[Start of Attachment]

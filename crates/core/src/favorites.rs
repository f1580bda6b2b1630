//! Ranked, searchable view over the user's favorites.
//!
//! Pure composition of [`rank`] and [`filter_by_query`]: no caching and no
//! interaction with sync state, so it can run on every keystroke.

use std::sync::Arc;

use crate::models::traits::LocatedEntity;
use crate::models::types::GeoPoint;
use crate::network::traits::FavoriteStore;
use crate::ranking::{filter_by_query, rank, RankedEntity};

pub fn project(
    all_favorites: &[Arc<dyn LocatedEntity>],
    user_location: Option<GeoPoint>,
    query: &str,
) -> Vec<RankedEntity> {
    filter_by_query(rank(all_favorites, user_location), query)
}

/// The subset of `candidates` currently favorited in `store`.
pub fn select_favorites(
    candidates: &[Arc<dyn LocatedEntity>],
    store: &dyn FavoriteStore,
) -> Vec<Arc<dyn LocatedEntity>> {
    candidates
        .iter()
        .filter(|entity| store.contains(&entity.favorite_key()))
        .cloned()
        .collect()
}

/// [`select_favorites`] followed by [`project`].
pub fn project_from_store(
    candidates: &[Arc<dyn LocatedEntity>],
    store: &dyn FavoriteStore,
    user_location: Option<GeoPoint>,
    query: &str,
) -> Vec<RankedEntity> {
    project(&select_favorites(candidates, store), user_location, query)
}
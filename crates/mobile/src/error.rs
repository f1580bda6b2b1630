use mariner_core::CoreError;

#[derive(Debug, thiserror::Error, uniffi::Error)]
#[uniffi(flat_error)]
pub enum MarinerError {
    #[error("{0}")]
    Config(String),

    #[error("{0}")]
    Transport(String),

    #[error("{0}")]
    Runtime(String),

    #[error("{0}")]
    Core(String),
}

// Required for foreign (Swift/Kotlin) implementations of exported traits
impl From<uniffi::UnexpectedUniFFICallbackError> for MarinerError {
    fn from(error: uniffi::UnexpectedUniFFICallbackError) -> Self {
        Self::Transport(error.reason)
    }
}

impl From<CoreError> for MarinerError {
    fn from(error: CoreError) -> Self {
        match error {
            CoreError::Config(message) => Self::Config(message),
            transport @ CoreError::Transport { .. } => Self::Transport(transport.to_string()),
            other => Self::Core(other.to_string()),
        }
    }
}
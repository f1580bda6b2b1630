//! Boundaries to the platform services the core consumes.
//!
//! The core never implements these against real storage, location hardware
//! or the network; the platform layer does.

use std::future::Future;
use std::pin::Pin;

use crate::identifiers::FavoriteKey;
use crate::models::types::{GeoPoint, Result};
use crate::route::Waypoint;

/// Latest position fix, absent until one has been acquired
pub trait LocationProvider: Send + Sync {
    fn current_location(&self) -> Option<GeoPoint>;
}

/// Source of truth for which entities are favorited
pub trait FavoriteStore: Send + Sync {
    fn add(&self, key: &FavoriteKey) -> Result<()>;

    fn remove(&self, key: &FavoriteKey) -> Result<()>;

    fn contains(&self, key: &FavoriteKey) -> bool;

    /// All favorited keys, in no particular order
    fn list(&self) -> Vec<FavoriteKey>;
}

/// Pushes favorite state to the remote store
pub trait SyncTransport: Send + Sync {
    fn push<'a>(
        &'a self,
        key: &'a FavoriteKey,
        is_favorite: bool,
    ) -> Pin<Box<dyn Future<Output = Result<()>> + Send + 'a>>;
}

/// Loads ordered waypoints for a stored route (e.g. parsed from a GPX file)
pub trait WaypointSource: Send + Sync {
    fn load_waypoints<'a>(
        &'a self,
        route_id: &'a str,
    ) -> Pin<Box<dyn Future<Output = Result<Vec<Waypoint>>> + Send + 'a>>;
}
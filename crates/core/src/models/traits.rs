//! Core traits for located entities.
//!
//! These traits define the public interface the ranking pipeline works
//! against. Implementations can be in-memory, database-backed, or bridged
//! from the platform layer.

use crate::identifiers::FavoriteKey;
use crate::models::types::*;

/// Anything that can appear in a distance-ranked list: buoys, nav units,
/// route points.
pub trait LocatedEntity: Send + Sync {
    fn kind(&self) -> EntityKind;

    /// Identity within the entity's kind (e.g. an NDBC station id)
    fn identity(&self) -> &str;

    /// Display name used for tie-breaking and search
    fn display_name(&self) -> &str;

    /// Position, if the source record carries one
    fn location(&self) -> Option<GeoPoint>;

    /// Key used by the favorite store and the sync coordinator
    fn favorite_key(&self) -> FavoriteKey {
        FavoriteKey::for_entity(self.kind(), self.identity())
    }
}
//! Core value types, enums and errors.

use std::cmp::Ordering;
use std::fmt;

use crate::identifiers::FavoriteKey;
use crate::spatial::queries::KM_PER_NAUTICAL_MILE;

// ============================================================================
// Coordinates
// ============================================================================

/// A position in degrees (WGS-84 assumed, no datum conversion).
#[derive(Clone, Copy, Debug, PartialEq)]
#[cfg_attr(feature = "serde", derive(serde::Serialize, serde::Deserialize))]
pub struct GeoPoint {
    pub latitude: f64,
    pub longitude: f64,
}

impl GeoPoint {
    pub const fn new(latitude: f64, longitude: f64) -> Self {
        Self {
            latitude,
            longitude,
        }
    }

    pub fn is_finite(&self) -> bool {
        self.latitude.is_finite() && self.longitude.is_finite()
    }
}

impl From<GeoPoint> for geo::Point {
    fn from(p: GeoPoint) -> Self {
        geo::Point::new(p.longitude, p.latitude)
    }
}

impl From<geo::Point> for GeoPoint {
    fn from(p: geo::Point) -> Self {
        GeoPoint::new(p.y(), p.x())
    }
}

// ============================================================================
// Enums
// ============================================================================

/// The kinds of located entity the app ranks and favorites.
#[derive(Clone, Copy, Debug, PartialEq, Eq, Hash, PartialOrd, Ord)]
#[cfg_attr(feature = "serde", derive(serde::Serialize, serde::Deserialize))]
#[cfg_attr(feature = "serde", serde(rename_all = "snake_case"))]
pub enum EntityKind {
    /// Weather / wave buoy
    Station,
    NavUnit,
    RoutePoint,
}

impl EntityKind {
    pub fn as_str(&self) -> &'static str {
        match self {
            Self::Station => "station",
            Self::NavUnit => "nav_unit",
            Self::RoutePoint => "route_point",
        }
    }
}

impl fmt::Display for EntityKind {
    fn fmt(&self, f: &mut fmt::Formatter<'_>) -> fmt::Result {
        f.write_str(self.as_str())
    }
}

// ============================================================================
// Distance
// ============================================================================

/// Distance from the user to an entity.
///
/// `Unknown` covers both "no user fix yet" and "entity has no coordinates".
/// It orders after every `Known` value, so entities without a distance
/// always end up at the bottom of a ranked list.
#[derive(Clone, Copy, Debug)]
pub enum Distance {
    Known(f64),
    Unknown,
}

impl Distance {
    /// Flat-float stand-in for `Unknown`, for consumers that can only carry an f64.
    pub const SENTINEL_KM: f64 = f64::MAX;

    /// Non-finite values become `Unknown`.
    pub fn from_km(km: f64) -> Self {
        if km.is_finite() {
            // -0.0 and 0.0 must rank equal under total_cmp
            Self::Known(km + 0.0)
        } else {
            Self::Unknown
        }
    }

    pub fn km(&self) -> Option<f64> {
        match self {
            Self::Known(km) => Some(*km),
            Self::Unknown => None,
        }
    }

    pub fn nautical_miles(&self) -> Option<f64> {
        self.km().map(|km| km / KM_PER_NAUTICAL_MILE)
    }

    pub fn is_known(&self) -> bool {
        matches!(self, Self::Known(_))
    }

    pub fn as_sentinel_km(&self) -> f64 {
        self.km().unwrap_or(Self::SENTINEL_KM)
    }
}

impl Ord for Distance {
    fn cmp(&self, other: &Self) -> Ordering {
        match (self, other) {
            (Self::Known(a), Self::Known(b)) => a.total_cmp(b),
            (Self::Known(_), Self::Unknown) => Ordering::Less,
            (Self::Unknown, Self::Known(_)) => Ordering::Greater,
            (Self::Unknown, Self::Unknown) => Ordering::Equal,
        }
    }
}

impl PartialOrd for Distance {
    fn partial_cmp(&self, other: &Self) -> Option<Ordering> {
        Some(self.cmp(other))
    }
}

impl PartialEq for Distance {
    fn eq(&self, other: &Self) -> bool {
        self.cmp(other) == Ordering::Equal
    }
}

impl Eq for Distance {}

// ============================================================================
// Errors
// ============================================================================

#[derive(Debug, thiserror::Error)]
pub enum CoreError {
    #[error("Entity not found: {kind} {identity}")]
    EntityNotFound { kind: EntityKind, identity: String },

    #[error("Invalid data: {0}")]
    InvalidData(String),

    #[error("Sync transport failed for {key}: {message}")]
    Transport { key: FavoriteKey, message: String },

    #[error("Storage error: {0}")]
    Storage(String),

    #[error("Configuration error: {0}")]
    Config(String),
}

pub type Result<T> = std::result::Result<T, CoreError>;
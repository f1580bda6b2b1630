//! Tunables for the core.

use std::time::Duration;

#[derive(Clone, Debug, PartialEq, Eq)]
#[cfg_attr(feature = "serde", derive(serde::Serialize, serde::Deserialize))]
#[cfg_attr(feature = "serde", serde(default))]
pub struct CoreConfig {
    /// Minimum seconds between two sync starts for the same favorite
    pub sync_throttle_secs: u64,

    /// How many entities "nearest" lists return
    pub nearest_limit: usize,
}

impl CoreConfig {
    pub const DEFAULT_SYNC_THROTTLE_SECS: u64 = 30;
    pub const DEFAULT_NEAREST_LIMIT: usize = 25;

    pub fn sync_throttle(&self) -> Duration {
        Duration::from_secs(self.sync_throttle_secs)
    }
}

impl Default for CoreConfig {
    fn default() -> Self {
        Self {
            sync_throttle_secs: Self::DEFAULT_SYNC_THROTTLE_SECS,
            nearest_limit: Self::DEFAULT_NEAREST_LIMIT,
        }
    }
}

#[cfg(test)]
mod tests {
    use super::*;

    #[test]
    fn test_defaults() {
        let config = CoreConfig::default();
        assert_eq!(config.sync_throttle(), Duration::from_secs(30));
        assert_eq!(config.nearest_limit, 25);
    }
}
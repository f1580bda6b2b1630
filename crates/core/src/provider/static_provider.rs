//! In-memory entity catalog backed by a bulk-loaded snapshot.
//!
//! Stores every located entity with an id lookup map and an R-tree over the
//! ones that have coordinates, for radius and nearest-N queries.

use std::collections::HashMap;
use std::sync::Arc;

use rstar::RTree;

use crate::identifiers::*;
use crate::models::{traits::*, types::*};
use crate::ranking::{sort_ranked, RankedEntity};
use crate::spatial::index::{search_envelope, EntityNode};
use crate::spatial::queries::distance_km;

// ============================================================================
// Concrete Implementations of Traits
// ============================================================================

/// A buoy or weather station
#[derive(Clone, Debug)]
pub struct Station {
    pub id: StationIdentifier,
    pub name: Arc<str>,
    pub location: Option<GeoPoint>,
    /// Operating agency, when the feed reports one
    pub owner: Option<Arc<str>>,
}

impl LocatedEntity for Station {
    fn kind(&self) -> EntityKind {
        EntityKind::Station
    }

    fn identity(&self) -> &str {
        self.id.as_str()
    }

    fn display_name(&self) -> &str {
        &self.name
    }

    fn location(&self) -> Option<GeoPoint> {
        self.location
    }
}

/// A navigation unit (lock, dock, marina, terminal...)
#[derive(Clone, Debug)]
pub struct NavUnit {
    pub id: NavUnitIdentifier,
    pub name: Arc<str>,
    pub location: Option<GeoPoint>,
    pub facility_type: Option<Arc<str>>,
}

impl LocatedEntity for NavUnit {
    fn kind(&self) -> EntityKind {
        EntityKind::NavUnit
    }

    fn identity(&self) -> &str {
        self.id.as_str()
    }

    fn display_name(&self) -> &str {
        &self.name
    }

    fn location(&self) -> Option<GeoPoint> {
        self.location
    }
}

/// A named point on a user route
#[derive(Clone, Debug)]
pub struct RoutePoint {
    pub id: RoutePointIdentifier,
    pub name: Arc<str>,
    pub location: Option<GeoPoint>,
    /// Position within the owning route
    pub sequence: u32,
}

impl LocatedEntity for RoutePoint {
    fn kind(&self) -> EntityKind {
        EntityKind::RoutePoint
    }

    fn identity(&self) -> &str {
        self.id.as_str()
    }

    fn display_name(&self) -> &str {
        &self.name
    }

    fn location(&self) -> Option<GeoPoint> {
        self.location
    }
}

// ============================================================================
// Entity Catalog
// ============================================================================

/// Immutable snapshot of located entities with spatial indexing
///
/// This type is cheap to clone since all entities are stored in `Arc`s.
/// A fresh bulk load builds a new catalog rather than mutating one.
#[derive(Clone)]
pub struct EntityCatalog {
    entities: Vec<Arc<dyn LocatedEntity>>,
    entity_map: HashMap<(EntityKind, Arc<str>), Arc<dyn LocatedEntity>>,
    entity_tree: RTree<EntityNode>,
}

impl EntityCatalog {
    /// Create a new empty catalog
    pub fn new() -> Self {
        Self {
            entities: Vec::new(),
            entity_map: HashMap::new(),
            entity_tree: RTree::new(),
        }
    }

    /// Build a catalog from a bulk snapshot. Later duplicates of the same
    /// kind and identity replace earlier ones.
    pub fn from_entities(entities: Vec<Arc<dyn LocatedEntity>>) -> Self {
        let mut entity_map = HashMap::with_capacity(entities.len());
        for entity in &entities {
            entity_map.insert(
                (entity.kind(), Arc::<str>::from(entity.identity())),
                entity.clone(),
            );
        }

        let entities: Vec<Arc<dyn LocatedEntity>> = entities
            .into_iter()
            .filter(|entity| {
                entity_map
                    .get(&(entity.kind(), Arc::<str>::from(entity.identity())))
                    .is_some_and(|kept| Arc::ptr_eq(kept, entity))
            })
            .collect();

        let entity_tree = RTree::bulk_load(
            entities
                .iter()
                .filter_map(|entity| {
                    entity
                        .location()
                        .filter(GeoPoint::is_finite)
                        .map(|location| EntityNode::new(location, entity.clone()))
                })
                .collect(),
        );

        tracing::debug!(
            entities = entities.len(),
            located = entity_tree.size(),
            "built entity catalog"
        );

        Self {
            entities,
            entity_map,
            entity_tree,
        }
    }

    pub fn get(&self, kind: EntityKind, identity: &str) -> Option<Arc<dyn LocatedEntity>> {
        self.entity_map.get(&(kind, Arc::<str>::from(identity))).cloned()
    }

    pub fn require(&self, kind: EntityKind, identity: &str) -> Result<Arc<dyn LocatedEntity>> {
        self.get(kind, identity).ok_or_else(|| CoreError::EntityNotFound {
            kind,
            identity: identity.to_owned(),
        })
    }

    pub fn all(&self) -> &[Arc<dyn LocatedEntity>] {
        &self.entities
    }

    pub fn len(&self) -> usize {
        self.entities.len()
    }

    pub fn is_empty(&self) -> bool {
        self.entities.is_empty()
    }

    /// Entities whose great-circle distance to `point` is at most
    /// `radius_km`, in ranking order.
    pub fn entities_within(&self, point: GeoPoint, radius_km: f64) -> Vec<RankedEntity> {
        // Validate radius is positive
        if radius_km <= 0.0 || !radius_km.is_finite() || !point.is_finite() {
            return Vec::new();
        }

        let within = |node: &&EntityNode| distance_km(point, node.location) <= radius_km;
        let mut ranked: Vec<RankedEntity> = match search_envelope(point, radius_km) {
            Some(envelope) => self
                .entity_tree
                .locate_in_envelope(&envelope)
                .filter(within)
                .map(|node| RankedEntity::measure(node.entity.clone(), Some(point)))
                .collect(),
            None => self
                .entity_tree
                .iter()
                .filter(within)
                .map(|node| RankedEntity::measure(node.entity.clone(), Some(point)))
                .collect(),
        };

        sort_ranked(&mut ranked);
        ranked
    }

    /// The `n` located entities closest to `point` by great-circle distance.
    pub fn nearest(&self, point: GeoPoint, n: usize) -> Vec<RankedEntity> {
        if n == 0 || !point.is_finite() {
            return Vec::new();
        }

        // The planar nearest neighbours bound the search radius; the exact
        // answer is then the n closest inside that great-circle radius.
        let bound = self
            .entity_tree
            .nearest_neighbor_iter(&[point.longitude, point.latitude])
            .take(n)
            .map(|node| distance_km(point, node.location))
            .fold(None, |max: Option<f64>, d| Some(max.map_or(d, |m| m.max(d))));

        let Some(radius_km) = bound else {
            return Vec::new();
        };

        let mut ranked = if radius_km > 0.0 {
            self.entities_within(point, radius_km)
        } else {
            // Every candidate sits exactly on the query point
            let mut exact: Vec<RankedEntity> = self
                .entity_tree
                .locate_all_at_point(&[point.longitude, point.latitude])
                .map(|node| RankedEntity::measure(node.entity.clone(), Some(point)))
                .collect();
            sort_ranked(&mut exact);
            exact
        };

        ranked.truncate(n);
        ranked
    }
}

impl Default for EntityCatalog {
    fn default() -> Self {
        Self::new()
    }
}

#[cfg(test)]
mod tests {
    use super::*;
    use crate::spatial::queries::km_per_degree;

    fn station(id: &str, name: &str, location: Option<GeoPoint>) -> Arc<dyn LocatedEntity> {
        Arc::new(Station {
            id: StationIdentifier::new(id),
            name: name.into(),
            location,
            owner: Some("NDBC".into()),
        })
    }

    fn east_of(origin: GeoPoint, km: f64) -> GeoPoint {
        // Only exact at the equator, which is where these tests live
        GeoPoint::new(origin.latitude, origin.longitude + km / km_per_degree())
    }

    const ORIGIN: GeoPoint = GeoPoint::new(0.0, 10.0);

    fn sample() -> EntityCatalog {
        EntityCatalog::from_entities(vec![
            station("a", "Alpha", Some(east_of(ORIGIN, 5.0))),
            station("b", "Bravo", Some(east_of(ORIGIN, 15.0))),
            station("c", "Charlie", Some(east_of(ORIGIN, 40.0))),
            station("d", "Delta", None),
            Arc::new(NavUnit {
                id: NavUnitIdentifier::new("a"),
                name: "Alpha Marina".into(),
                location: Some(east_of(ORIGIN, 1.0)),
                facility_type: None,
            }),
        ])
    }

    fn names(ranked: &[RankedEntity]) -> Vec<&str> {
        ranked.iter().map(|r| r.display_name()).collect()
    }

    #[test]
    fn test_empty_catalog() {
        let catalog = EntityCatalog::new();
        assert!(catalog.is_empty());
        assert!(catalog.entities_within(ORIGIN, 100.0).is_empty());
        assert!(catalog.nearest(ORIGIN, 3).is_empty());
    }

    #[test]
    fn test_catalog_lookups() {
        let catalog = sample();

        assert_eq!(catalog.len(), 5);
        assert_eq!(catalog.get(EntityKind::Station, "a").unwrap().display_name(), "Alpha");
        assert_eq!(
            catalog.get(EntityKind::NavUnit, "a").unwrap().display_name(),
            "Alpha Marina"
        );
        assert!(catalog.get(EntityKind::RoutePoint, "a").is_none());
        assert!(matches!(
            catalog.require(EntityKind::Station, "zzz"),
            Err(CoreError::EntityNotFound { .. })
        ));
    }

    #[test]
    fn test_duplicate_identity_keeps_latest() {
        let catalog = EntityCatalog::from_entities(vec![
            station("x", "Old", None),
            station("x", "New", None),
        ]);

        assert_eq!(catalog.len(), 1);
        assert_eq!(catalog.all()[0].display_name(), "New");
    }

    #[test]
    fn test_entities_within_radius() {
        let catalog = sample();

        let ranked = catalog.entities_within(ORIGIN, 20.0);
        assert_eq!(names(&ranked), vec!["Alpha Marina", "Alpha", "Bravo"]);

        assert!(catalog.entities_within(ORIGIN, 0.0).is_empty());
        assert!(catalog.entities_within(ORIGIN, f64::NAN).is_empty());
    }

    #[test]
    fn test_entities_within_full_scan_fallback() {
        // A huge radius cannot be expressed as one envelope
        let ranked = sample().entities_within(ORIGIN, 15_000.0);
        assert_eq!(ranked.len(), 4);
        assert_eq!(ranked[3].display_name(), "Charlie");
    }

    #[test]
    fn test_nearest() {
        let catalog = sample();

        assert_eq!(names(&catalog.nearest(ORIGIN, 2)), vec!["Alpha Marina", "Alpha"]);
        assert_eq!(catalog.nearest(ORIGIN, 10).len(), 4); // Delta has no coordinates
        assert!(catalog.nearest(ORIGIN, 0).is_empty());
    }

    #[test]
    fn test_nearest_at_exact_point() {
        let here = GeoPoint::new(1.0, 1.0);
        let catalog = EntityCatalog::from_entities(vec![
            station("1", "Here B", Some(here)),
            station("2", "Here A", Some(here)),
            station("3", "Elsewhere", Some(GeoPoint::new(2.0, 2.0))),
        ]);

        assert_eq!(names(&catalog.nearest(here, 2)), vec!["Here A", "Here B"]);
    }
}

[End of Attachment]

# What this task involves
From the data above, copy each line where the string "Future" appears.

# Response area
use std::future::Future;
    ) -> Pin<Box<dyn Future<Output = Result<()>> + Send + 'a>>;
    ) -> Pin<Box<dyn Future<Output = Result<Vec<Waypoint>>> + Send + 'a>>;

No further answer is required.